§ **Problem to work on**: Tally the lines in the data below where the word "Error" appears, and give the tally alone.

§ **Saved entries**:
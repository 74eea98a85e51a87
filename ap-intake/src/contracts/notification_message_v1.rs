//! NotificationMessage contract, published to the `notify` queue.

use serde::{Deserialize, Serialize};

use super::CURRENT_SCHEMA_VERSION;

#[derive(Debug, Clone, Serialize, Deserialize, PartialEq, Eq)]
#[serde(rename_all = "snake_case")]
pub enum NotificationStatus {
    Processed,
    UnknownVendor,
    DuplicateSkipped,
    Duplicate,
    Error,
}

impl NotificationStatus {
    pub fn as_human_readable(&self) -> &'static str {
        match self {
            NotificationStatus::Processed => "processed",
            NotificationStatus::UnknownVendor => "unknown_vendor",
            NotificationStatus::DuplicateSkipped => "duplicate_skipped",
            NotificationStatus::Duplicate => "duplicate",
            NotificationStatus::Error => "error",
        }
    }
}

#[derive(Debug, Clone, Serialize, Deserialize, PartialEq)]
pub struct NotificationMessageV1 {
    #[serde(default = "default_schema_version")]
    pub schema_version: String,

    pub id: String,
    pub original_message_id: String,
    pub vendor_name: String,
    #[serde(skip_serializing_if = "Option::is_none")]
    pub amount: Option<f64>,
    pub status: NotificationStatus,
    pub recipient_email: String,
    #[serde(skip_serializing_if = "Option::is_none")]
    pub transaction_id: Option<String>,
}

fn default_schema_version() -> String {
    CURRENT_SCHEMA_VERSION.to_string()
}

§ **Written response**: 2